▶ Work order: From the data below, repeat exactly the lines from the line with "of a rotated" to the line with "let mut poses", both included.

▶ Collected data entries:
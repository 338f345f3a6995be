//! Servo mapper: converts native joint-turn angles into the transport's
//! absolute device units, rate-limiting the base joint's commanded change.

use crate::chain::JointId;
use crate::error::KinematicsError;
use crate::frame::JointAngles;

/// Flip-sign table for `[J6, J5, J4, J3]`, applied after the degree-wrap scale.
const FLIP_SIGN: [f64; 4] = [1.0, 1.0, -1.0, 1.0];

/// Device full-turn scale: `0.450 / 0.250`.
const DEVICE_SCALE: f64 = 0.450 / 0.250;

/// Maximum per-second change allowed for the base (J6) channel, in device units.
const J6_RATE_LIMIT_PER_SEC: f64 = 1.0 / 1.0; // 1 unit per 1000 ms

/// Downstream consumer of commanded servo positions. Implemented outside the
/// core; the core only calls it.
pub trait ServoSink {
    /// Command 6 channels (4 arm + wrist + gripper) to reach absolute
    /// positions, in device units, over `duration_ms`.
    fn move_all(&mut self, values: [f64; 6], duration_ms: u32) -> Result<(), KinematicsError>;

    /// Drive to a safe parked pose.
    fn rest(&mut self) -> Result<(), KinematicsError>;
}

/// Converts native joint angles (and the two passive accumulator channels)
/// into a `ServoSink::move_all` payload, rate-limiting J6.
pub struct ServoMapper {
    last_j6_device: Option<f64>,
}

impl ServoMapper {
    pub fn new() -> Self {
        Self { last_j6_device: None }
    }

    /// `angles` are the four driven joints; `wrist`/`gripper` are the two
    /// passive accumulators in `[-1, 1]`. `dt_ms` is the elapsed time since
    /// the previous call, used to rate-limit J6.
    ///
    /// Returns `NonFinite` (and leaves internal rate-limit state untouched)
    /// if any driven joint angle is non-finite; the caller must not send
    /// anything to the transport for that tick.
    pub fn map(
        &mut self,
        angles: &JointAngles,
        wrist: f64,
        gripper: f64,
        dt_ms: u32,
    ) -> Result<[f64; 6], KinematicsError> {
        if !angles.all_finite() {
            return Err(KinematicsError::NonFinite);
        }

        let driven = [JointId::J6, JointId::J5, JointId::J4, JointId::J3];
        let mut device = [0.0; 4];
        for (i, &id) in driven.iter().enumerate() {
            device[i] = native_to_device(angles.get(id)) * FLIP_SIGN[i];
        }

        let j6_limited = match self.last_j6_device {
            Some(prev) => {
                let max_delta = J6_RATE_LIMIT_PER_SEC * (dt_ms as f64 / 1000.0);
                let delta = (device[0] - prev).clamp(-max_delta, max_delta);
                prev + delta
            }
            None => device[0],
        };
        self.last_j6_device = Some(j6_limited);

        Ok([j6_limited, device[1], device[2], device[3], wrist * DEVICE_SCALE, gripper * DEVICE_SCALE])
    }
}

impl Default for ServoMapper {
    fn default() -> Self {
        Self::new()
    }
}

/// `deg = (angle - 1) * 360 + 180`, wrapped to `[0, 360)`, then scaled into
/// the device's `[-1.8, 1.8]` full-turn units. The `+180` recentres the
/// native neutral angle (1.0) onto device zero before the wrap.
fn native_to_device(angle_turns: f64) -> f64 {
    let deg = (angle_turns - 1.0) * 360.0 + 180.0;
    let wrapped = deg.rem_euclid(360.0);
    ((wrapped / 180.0) - 1.0) * DEVICE_SCALE
}

#[cfg(test)]
mod tests {
    use super::*;

    #[test]
    fn neutral_angles_map_to_zero() {
        let angles = JointAngles::neutral();
        let mut mapper = ServoMapper::new();
        let out = mapper.map(&angles, 0.0, 0.0, 20).unwrap();
        for v in &out[..4] {
            assert!(v.abs() < 1e-9, "expected zero, got {v}");
        }
    }

    #[test]
    fn j4_flip_sign_is_negative() {
        let mut angles = JointAngles::neutral();
        angles.set(JointId::J4, 1.1);
        let mut mapper = ServoMapper::new();
        let out = mapper.map(&angles, 0.0, 0.0, 20).unwrap();
        assert!(out[2] < 0.0, "J4 channel should carry the -1 flip sign");
    }

    #[test]
    fn j6_rate_limit_caps_per_tick_delta() {
        let mut mapper = ServoMapper::new();
        let mut neutral = JointAngles::neutral();
        mapper.map(&neutral, 0.0, 0.0, 1000).unwrap();

        neutral.set(JointId::J6, 1.5); // as far as the native angle can swing
        let out = mapper.map(&neutral, 0.0, 0.0, 20).unwrap();
        assert!(out[0].abs() <= 0.02 + 1e-9, "J6 moved more than the 20ms rate limit allows: {}", out[0]);
    }

    #[test]
    fn non_finite_angle_is_rejected() {
        let mut angles = JointAngles::neutral();
        angles.set(JointId::J3, f64::NAN);
        let mut mapper = ServoMapper::new();
        let result = mapper.map(&angles, 0.0, 0.0, 20);
        assert_eq!(result, Err(KinematicsError::NonFinite));
    }
}
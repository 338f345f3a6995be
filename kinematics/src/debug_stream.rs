//! Optional, off-by-default per-tick visualisation stream. Not part of the
//! correctness surface — purely diagnostic, for a consumer to render.

use nalgebra::{Vector2, Vector3};

use crate::posture::PostureBranch;

/// A colour tag, matching the small fixed palette used to flag which
/// posture-shaping branch produced a given link placement.
#[derive(Debug, Clone, Copy, PartialEq, Eq)]
pub enum DebugColor {
    Green,
    Black,
    Gray,
    Red,
    Orange,
    White,
}

impl From<PostureBranch> for DebugColor {
    fn from(branch: PostureBranch) -> Self {
        match branch {
            PostureBranch::CloseToOrigin => DebugColor::Orange,
            PostureBranch::CenterOfGravity => DebugColor::Green,
            PostureBranch::ReduceLength => DebugColor::Gray,
            PostureBranch::Graded => DebugColor::White,
            PostureBranch::Default => DebugColor::Black,
        }
    }
}

/// One labelled visual primitive for a single tick's solve.
#[derive(Debug, Clone)]
pub enum DebugPrimitive {
    Point { at: Vector3<f64>, color: DebugColor, label: Option<String> },
    Line { from: Vector3<f64>, to: Vector3<f64>, color: DebugColor },
    Disc { center: Vector3<f64>, radius: f64, color: DebugColor },
    Flag { at: Vector3<f64>, text: String },
}

/// An infeasible solve colour-codes the link whose closure or reach check
/// failed, per the error handling design's debug-stream note.
pub fn infeasible_marker(at: Vector3<f64>, reason: &str) -> Vec<DebugPrimitive> {
    vec![
        DebugPrimitive::Point { at, color: DebugColor::Red, label: Some(reason.to_string()) },
        DebugPrimitive::Flag { at, text: reason.to_string() },
    ]
}

/// Build the per-link primitives for a feasible planar solve: one disc
/// (the reach circle used in that link's circle-intersection construction)
/// and one line (the placed link itself), colour-coded by posture branch.
pub fn planar_solve_primitives(
    shoulder_origin: Vector3<f64>,
    yaw_cos_sin: (f64, f64),
    points_2d: &[Vector2<f64>],
    branches: &[PostureBranch],
) -> Vec<DebugPrimitive> {
    let (c, s) = yaw_cos_sin;
    let to_world = |p: Vector2<f64>| -> Vector3<f64> {
        // inverse of the planarizer's rotate-then-drop-Y step.
        shoulder_origin + Vector3::new(p.x * c, p.x * s, p.y)
    };

    let mut out = Vec::with_capacity(points_2d.len() * 2);
    for i in 1..points_2d.len() {
        let from = to_world(points_2d[i - 1]);
        let to = to_world(points_2d[i]);
        let branch = branches.get(i - 1).copied().unwrap_or(PostureBranch::Default);
        let color = DebugColor::from(branch);
        out.push(DebugPrimitive::Line { from, to, color });
        out.push(DebugPrimitive::Point { at: to, color, label: None });
    }
    out
}

#[cfg(test)]
mod tests {
    use super::*;

    #[test]
    fn branch_colours_are_distinct_for_shaped_cases() {
        assert_ne!(DebugColor::from(PostureBranch::CloseToOrigin), DebugColor::from(PostureBranch::Default));
        assert_ne!(DebugColor::from(PostureBranch::Graded), DebugColor::from(PostureBranch::CenterOfGravity));
    }

    #[test]
    fn infeasible_marker_carries_the_reason_text() {
        let primitives = infeasible_marker(Vector3::zeros(), "target beyond reach");
        assert_eq!(primitives.len(), 2);
    }
}
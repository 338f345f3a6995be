//! Converts a sequence of planar joint positions back into the chain's
//! native angle parameterisation (turns, neutral 1.0).

use std::f64::consts::PI;

use nalgebra::Vector2;

/// Reconstruct per-joint angles from consecutive planar endpoints.
///
/// `points` must be base-to-tip: `[P5=(0,0), P4, P3, P_tip]`. Returns one
/// angle per consecutive pair, in order — for this chain that assigns
/// `[J5, J4, J3]`.
pub fn reconstruct_angles(points: &[Vector2<f64>; 4]) -> [f64; 3] {
    let mut cum_rot = 0.0;
    let mut out = [0.0; 3];

    for i in 0..3 {
        let curr = points[i];
        let next = points[i + 1];
        let delta = next - curr;
        let v = delta / delta.norm();
        let rot = v.x.atan2(v.y) - cum_rot;
        out[i] = rot / PI * 0.5 + 1.0;
        cum_rot += rot;
    }

    out
}

#[cfg(test)]
mod tests {
    use super::*;

    #[test]
    fn straight_chain_along_z_reconstructs_neutral_angles() {
        // a fully straight arm pointing along +Z (the planar "up" axis) should
        // reconstruct to the neutral angle (1.0) for every joint.
        let points = [
            Vector2::new(0.0, 0.0),
            Vector2::new(0.0, 98.0),
            Vector2::new(0.0, 194.0),
            Vector2::new(0.0, 344.0),
        ];
        let angles = reconstruct_angles(&points);
        for a in angles {
            assert!((a - 1.0).abs() < 1e-9, "expected neutral angle, got {a}");
        }
    }

    #[test]
    fn angles_stay_within_native_half_turn_range() {
        let points = [
            Vector2::new(0.0, 0.0),
            Vector2::new(80.0, 50.0),
            Vector2::new(60.0, 140.0),
            Vector2::new(-40.0, 200.0),
        ];
        let angles = reconstruct_angles(&points);
        for a in angles {
            assert!((0.5..=1.5).contains(&a), "angle {a} outside native range");
        }
    }
}
//! Named physical constants and posture-policy tuning for the chain.
//!
//! Mirrors the role of a robot configuration table: every magic number the
//! solver needs lives here, behind `Serialize`/`Deserialize`, so a chain can
//! be built from a config file instead of hardcoded literals.

use serde::{Deserialize, Serialize};

/// Which physical arm variant a `ChainConfig` describes.
#[derive(Debug, Clone, Copy, PartialEq, Eq, Serialize, Deserialize)]
pub enum ArmModel {
    /// The measured prototype: `L_base=46.19, L_J6=35.98, L5=98, L4=96, L3=150`.
    Standard,
    /// A uniformly 1.5x-scaled variant, for a longer-reach build of the same chain.
    Reach,
}

/// Static, named constants describing one physical chain.
///
/// Lengths are in millimetres. Constructed once at startup; never mutated.
#[derive(Debug, Clone, Serialize, Deserialize)]
pub struct ChainConfig {
    pub model: ArmModel,

    /// Length of the base riser, world origin to J6's origin along Z.
    pub l_base: f64,
    /// Length of the J6 yaw segment, J6's origin to J5's origin.
    pub l_j6: f64,
    /// Length of J5 (shoulder link).
    pub l5: f64,
    /// Length of J4 (elbow link).
    pub l4: f64,
    /// Length of J3 (wrist link); its tip is the end effector.
    pub l3: f64,

    /// Lateral offset contributed by the base riser: `[lateral, 0, l_base]`.
    pub base_lateral_offset: f64,
    /// Lateral offset contributed by J5, along its own local-Y rotated +90 about world Z.
    pub j5_lateral_offset: f64,

    /// Operator-commandable angle range, in turns, centred on 1.0 neutral.
    pub angle_min: f64,
    pub angle_max: f64,

    /// Empirical posture-shaping constants (see `PosturePolicy`).
    pub posture: PosturePolicyConfig,
}

/// The five-case posture-shaping policy's tunable constants, as plain data.
///
/// These read like hand-tuned constants because they are: empirical, not
/// derived. Surfacing them here documents that and keeps them testable in
/// isolation from the solver that consumes them.
#[derive(Debug, Clone, Copy, Serialize, Deserialize)]
pub struct PosturePolicyConfig {
    /// Coefficient of `r` defining `rem_extend = rem_extend_coeff * r`.
    pub rem_extend_coeff: f64,
    /// Upper multiple of `rem_extend` bounding the "graded" blend window.
    pub blend_window_coeff: f64,
    /// Divisor (as a coefficient of `r`) for the blend ramp `v`.
    pub blend_span_coeff: f64,
    /// Blend midpoint the ramp is pulled back towards once `v > 0.4`.
    pub blend_midpoint: f64,
    /// Coefficient of `r` for the lower clamp `rem_min = rem_min_coeff * r`.
    pub rem_min_coeff: f64,
    /// Coefficient of `r` for the upper clamp `rem_max = rem_max_coeff * r`.
    pub rem_max_coeff: f64,
}

impl Default for PosturePolicyConfig {
    fn default() -> Self {
        Self {
            rem_extend_coeff: 0.5,
            blend_window_coeff: 1.75,
            blend_span_coeff: 0.75,
            blend_midpoint: 0.38,
            rem_min_coeff: -0.5,
            rem_max_coeff: 0.95,
        }
    }
}

impl ChainConfig {
    /// The measured seed configuration used throughout the test suite.
    pub fn standard() -> Self {
        Self {
            model: ArmModel::Standard,
            l_base: 46.19,
            l_j6: 35.98,
            l5: 98.0,
            l4: 96.0,
            l3: 150.0,
            base_lateral_offset: 2.54,
            j5_lateral_offset: -2.54,
            angle_min: 0.630,
            angle_max: 1.370,
            posture: PosturePolicyConfig::default(),
        }
    }

    /// A uniformly-scaled longer-reach variant of the standard chain.
    pub fn reach() -> Self {
        const SCALE: f64 = 1.5;
        let base = Self::standard();
        Self {
            model: ArmModel::Reach,
            l_base: base.l_base * SCALE,
            l_j6: base.l_j6 * SCALE,
            l5: base.l5 * SCALE,
            l4: base.l4 * SCALE,
            l3: base.l3 * SCALE,
            base_lateral_offset: base.base_lateral_offset * SCALE,
            j5_lateral_offset: base.j5_lateral_offset * SCALE,
            ..base
        }
    }

    pub fn from_model(model: ArmModel) -> Self {
        match model {
            ArmModel::Standard => Self::standard(),
            ArmModel::Reach => Self::reach(),
        }
    }

    /// Total reach of the three planar links, `L5 + L4 + L3`.
    pub fn r_max(&self) -> f64 {
        self.l5 + self.l4 + self.l3
    }
}

impl Default for ChainConfig {
    fn default() -> Self {
        Self::standard()
    }
}

#[cfg(test)]
mod tests {
    use super::*;

    #[test]
    fn standard_matches_seed_test_data() {
        let cfg = ChainConfig::default();
        assert_eq!(cfg.l_base, 46.19);
        assert_eq!(cfg.l_j6, 35.98);
        assert_eq!(cfg.l5, 98.0);
        assert_eq!(cfg.l4, 96.0);
        assert_eq!(cfg.l3, 150.0);
        assert_eq!(cfg.base_lateral_offset, 2.54);
        assert_eq!(cfg.j5_lateral_offset, -2.54);
        assert!((cfg.r_max() - 344.0).abs() < 1e-9);
    }

    #[test]
    fn reach_variant_scales_uniformly() {
        let standard = ChainConfig::standard();
        let reach = ChainConfig::reach();
        assert!((reach.l5 / standard.l5 - 1.5).abs() < 1e-9);
        assert!((reach.r_max() / standard.r_max() - 1.5).abs() < 1e-9);
        assert_eq!(reach.model, ArmModel::Reach);
    }

    #[test]
    fn from_model_dispatches_correctly() {
        assert_eq!(ChainConfig::from_model(ArmModel::Standard).l5, 98.0);
        assert_eq!(ChainConfig::from_model(ArmModel::Reach).l5, 147.0);
    }
}
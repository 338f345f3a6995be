//! Forward kinematics: per-joint world-space origin and orthonormal basis
//! from the joint-angle vector.

use std::f64::consts::PI;

use nalgebra::{Matrix3, Vector3};

use crate::chain::{Chain, JointId};
use crate::error::KinematicsError;

const BASIS_ZERO_TOLERANCE: f64 = 1e-12;

/// Five joint angles in unit turns (1.0 = 360 degrees), indexed `[Base, J6, J5, J4, J3]`.
#[derive(Debug, Clone, Copy, PartialEq)]
pub struct JointAngles(pub [f64; 5]);

impl JointAngles {
    /// All joints at their neutral angle (1.0 turn).
    pub fn neutral() -> Self {
        JointAngles([1.0; 5])
    }

    pub fn get(&self, id: JointId) -> f64 {
        self.0[id.index()]
    }

    pub fn set(&mut self, id: JointId, value: f64) {
        self.0[id.index()] = value;
    }

    pub fn all_finite(&self) -> bool {
        self.0.iter().all(|v| v.is_finite())
    }
}

/// A joint's world-space frame: origin plus an orthonormal basis whose rows
/// are local X, Y, Z expressed in world coordinates.
#[derive(Debug, Clone, Copy, PartialEq)]
pub struct Pose {
    pub origin: Vector3<f64>,
    pub basis: Matrix3<f64>,
}

impl Pose {
    fn identity_at_origin() -> Self {
        Pose {
            origin: Vector3::zeros(),
            basis: Matrix3::identity(),
        }
    }

    /// Local +Z row — the direction from this joint's origin towards its child.
    pub fn forward(&self) -> Vector3<f64> {
        self.basis.row(2).transpose()
    }
}

/// Rodrigues' rotation formula: rotate `v` about unit `axis` by `angle` radians.
fn rotate_rodrigues(v: Vector3<f64>, axis: Vector3<f64>, angle: f64) -> Vector3<f64> {
    let (s, c) = angle.sin_cos();
    v * c + axis.cross(&v) * s + axis * axis.dot(&v) * (1.0 - c)
}

/// The world-space frames of all five joints plus the end-effector position.
#[derive(Debug, Clone, Copy, PartialEq)]
pub struct ChainPose {
    pub joints: [Pose; 5],
    pub end_effector: Vector3<f64>,
}

impl ChainPose {
    pub fn joint(&self, id: JointId) -> &Pose {
        &self.joints[id.index()]
    }
}

/// Forward kinematics: propagate `angles` down `chain` into world-space frames.
///
/// Total over finite inputs. Fails only if renormalisation of a rotated
/// basis row encounters a zero-length vector, which indicates upstream data
/// corruption rather than an ordinary runtime condition.
pub fn propagate(chain: &Chain, angles: &JointAngles) -> Result<ChainPose, KinematicsError> {
    let mut poses = [Pose::identity_at_origin(); 5];

    for &id in &JointId::ALL[1..] {
        let joint = chain.descriptor(id);
        let parent_id = joint.parent.expect("non-root joint always has a parent");
        let parent_pose = poses[parent_id.index()];

        let axis_row = joint.axis_of_rotation.row();
        let world_axis = (parent_pose.basis.row(axis_row).transpose() * joint.axis_of_rotation.sign())
            .normalize();

        let angle_rad = angles.get(id) * 2.0 * PI;

        let mut rows = [Vector3::zeros(); 3];
        for r in 0..3 {
            if r == axis_row {
                rows[r] = parent_pose.basis.row(r).transpose();
            } else {
                let rotated = rotate_rodrigues(parent_pose.basis.row(r).transpose(), world_axis, angle_rad);
                let norm = rotated.norm();
                if norm < BASIS_ZERO_TOLERANCE {
                    tracing::warn!(joint = ?id, "degenerate basis row during forward kinematics");
                    return Err(KinematicsError::DegenerateBasis);
                }
                rows[r] = rotated / norm;
            }
        }
        let basis = Matrix3::from_rows(&[rows[0].transpose(), rows[1].transpose(), rows[2].transpose()]);

        let lateral_offset = lateral_offset_for(chain, id, &basis);
        let parent_length = chain.descriptor(parent_id).length;
        let origin = parent_pose.origin + parent_pose.forward() * parent_length + lateral_offset;

        poses[id.index()] = Pose { origin, basis };
    }

    let tip = chain.descriptor(JointId::J3);
    let tip_pose = poses[JointId::J3.index()];
    let end_effector = tip_pose.origin + tip_pose.forward() * tip.length;

    Ok(ChainPose { joints: poses, end_effector })
}

/// The two named lateral-offset exceptions to the general FK recurrence.
fn lateral_offset_for(chain: &Chain, id: JointId, own_basis: &Matrix3<f64>) -> Vector3<f64> {
    match id {
        JointId::J6 => Vector3::new(chain.config.base_lateral_offset, 0.0, 0.0),
        JointId::J5 => {
            let local_y = own_basis.row(1).transpose();
            let rotated = rotate_rodrigues(local_y, Vector3::z(), PI / 2.0);
            rotated * chain.config.j5_lateral_offset
        }
        _ => Vector3::zeros(),
    }
}
//! Forward/inverse kinematics for a five-segment serial-chain manipulator:
//! a 4-DOF arm on a rotating base, with a passively-carried wrist and
//! gripper. The core is a pure, single-threaded computation invoked once
//! per tick by an external driver loop — see `solver::IkSolver`.

pub mod angles;
pub mod chain;
pub mod config;
pub mod debug_stream;
pub mod error;
pub mod frame;
pub mod planarizer;
pub mod posture;
pub mod servo;
pub mod solver;

pub use chain::{Axis, Chain, Joint, JointId};
pub use config::{ArmModel, ChainConfig, PosturePolicyConfig};
pub use error::KinematicsError;
pub use frame::{propagate, ChainPose, JointAngles, Pose};
pub use posture::{PostureBranch, PosturePolicy};
pub use servo::{ServoMapper, ServoSink};
pub use solver::IkSolver;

▶ Result:
/// Total over finite inputs. Fails only if renormalisation of a rotated
/// basis row encounters a zero-length vector, which indicates upstream data
/// corruption rather than an ordinary runtime condition.
pub fn propagate(chain: &Chain, angles: &JointAngles) -> Result<ChainPose, KinematicsError> {
    let mut poses = [Pose::identity_at_origin(); 5];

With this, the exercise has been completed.